However, most of the existing studies on stock price volatility pattern networks have focused on univariate time series. On this basis, we propose a new network construction method to build the volatility pattern networks of the three most important indexes in the US stock market, namely, the Standard & Poor’s 500 Index (S&P 500), the NASDAQ Composite Index (NASDAQ), and the Dow Jones Industrial Average (DJIA). Firstly, the combination symbolic patterns for the three stock indexes are derived using a coarse-grained method. Then, the combination symbolic patterns are used as the nodes of the network, and the frequencies and directions of the conversion of the patterns are used as the weights and directions of the network connections. Finally, we construct directed and weighted networks for the US stock market. By analyzing the network topology properties, we can identify periods of sharp fluctuations in the market.

Meanwhile, many machine learning algorithms have been applied to stock price volatility classification and prediction, such as neural networks [25], random forests [26], decision trees [27], support vector machines (SVM) [3, 7], and K-nearest neighbors (KNN) [1, 28]. Among them, K-nearest neighbors (KNN) and support vector machine (SVM) algorithms have been widely used in pattern recognition and forecasting, machine learning, information retrieval, and data mining.
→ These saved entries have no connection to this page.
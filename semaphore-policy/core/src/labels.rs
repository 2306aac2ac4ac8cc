use std::{collections::BTreeMap, sync::Arc};

#[derive(Clone, Debug, Eq, Default)]
pub struct Labels(Arc<Map>);

pub type Map = BTreeMap<String, String>;

/// Selects resources whose labels contain every key of `match_labels` with an equal value.
///
/// The external API does not support compound label selectors for network sets, so listings are
/// always filtered with a `Selector` on our side.
#[derive(Clone, Debug, Eq, PartialEq, Default)]
pub struct Selector {
    match_labels: Map,
}

// === Selector ===

impl Selector {
    pub fn from_map(match_labels: Map) -> Self {
        Self { match_labels }
    }

    pub fn matches(&self, labels: &Labels) -> bool {
        for (k, v) in self.match_labels.iter() {
            if labels.0.get(k) != Some(v) {
                return false;
            }
        }

        true
    }
}

impl std::iter::FromIterator<(String, String)> for Selector {
    fn from_iter<T: IntoIterator<Item = (String, String)>>(iter: T) -> Self {
        Self::from_map(iter.into_iter().collect())
    }
}

impl std::iter::FromIterator<(&'static str, &'static str)> for Selector {
    fn from_iter<T: IntoIterator<Item = (&'static str, &'static str)>>(iter: T) -> Self {
        Self::from_map(
            iter.into_iter()
                .map(|(k, v)| (k.to_string(), v.to_string()))
                .collect(),
        )
    }
}

// === Labels ===

impl Labels {
    pub fn get(&self, key: &str) -> Option<&str> {
        self.0.get(key).map(String::as_str)
    }
}

impl From<Map> for Labels {
    #[inline]
    fn from(labels: Map) -> Self {
        Self(Arc::new(labels))
    }
}

impl From<Option<Map>> for Labels {
    #[inline]
    fn from(labels: Option<Map>) -> Self {
        labels.unwrap_or_default().into()
    }
}

impl AsRef<Map> for Labels {
    #[inline]
    fn as_ref(&self) -> &Map {
        self.0.as_ref()
    }
}

impl<T: AsRef<Map>> std::cmp::PartialEq<T> for Labels {
    #[inline]
    fn eq(&self, t: &T) -> bool {
        self.0.as_ref().eq(t.as_ref())
    }
}

impl std::iter::FromIterator<(String, String)> for Labels {
    fn from_iter<T: IntoIterator<Item = (String, String)>>(iter: T) -> Self {
        Self(Arc::new(iter.into_iter().collect()))
    }
}

impl std::iter::FromIterator<(&'static str, &'static str)> for Labels {
    fn from_iter<T: IntoIterator<Item = (&'static str, &'static str)>>(iter: T) -> Self {
        iter.into_iter()
            .map(|(k, v)| (k.to_string(), v.to_string()))
            .collect()
    }
}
KNN is a simple and effective classification method that is easy to calculate and its performance is comparable to the most advanced classification methods [29, 30]. SVM, which can map nonlinear separable data into high-dimensional space and use hyperplanes for classification, is highly suitable for small sample classification because of its excellent classification ability [26]. Both KNN and SVM algorithms have a mature theoretical basis in relation to classification prediction. Ballings et al. also compared the accuracy of SVM, KNN, and other algorithms in predicting stock price movements one year ahead for 5767 publicly listed European companies, and the results showed that SVM has the better prediction ability than KNN [2]. Teixeira proposed an automatic stock trading method that combined technical analysis with KNN classification. Using 15 stocks from Sao Paulo Stock Exchange (Bovespa), they found that the proposed method generated considerably higher profits than the buy-and-hold method for most of the companies, with few buy actions generated [1]. Huang et al. used SVM algorithms to predict the weekly fluctuations in the Nikkei 225 index and found that SVM outperformed the other classification methods, such as quadratic discriminant analysis and Elman backpropagation neural networks [3].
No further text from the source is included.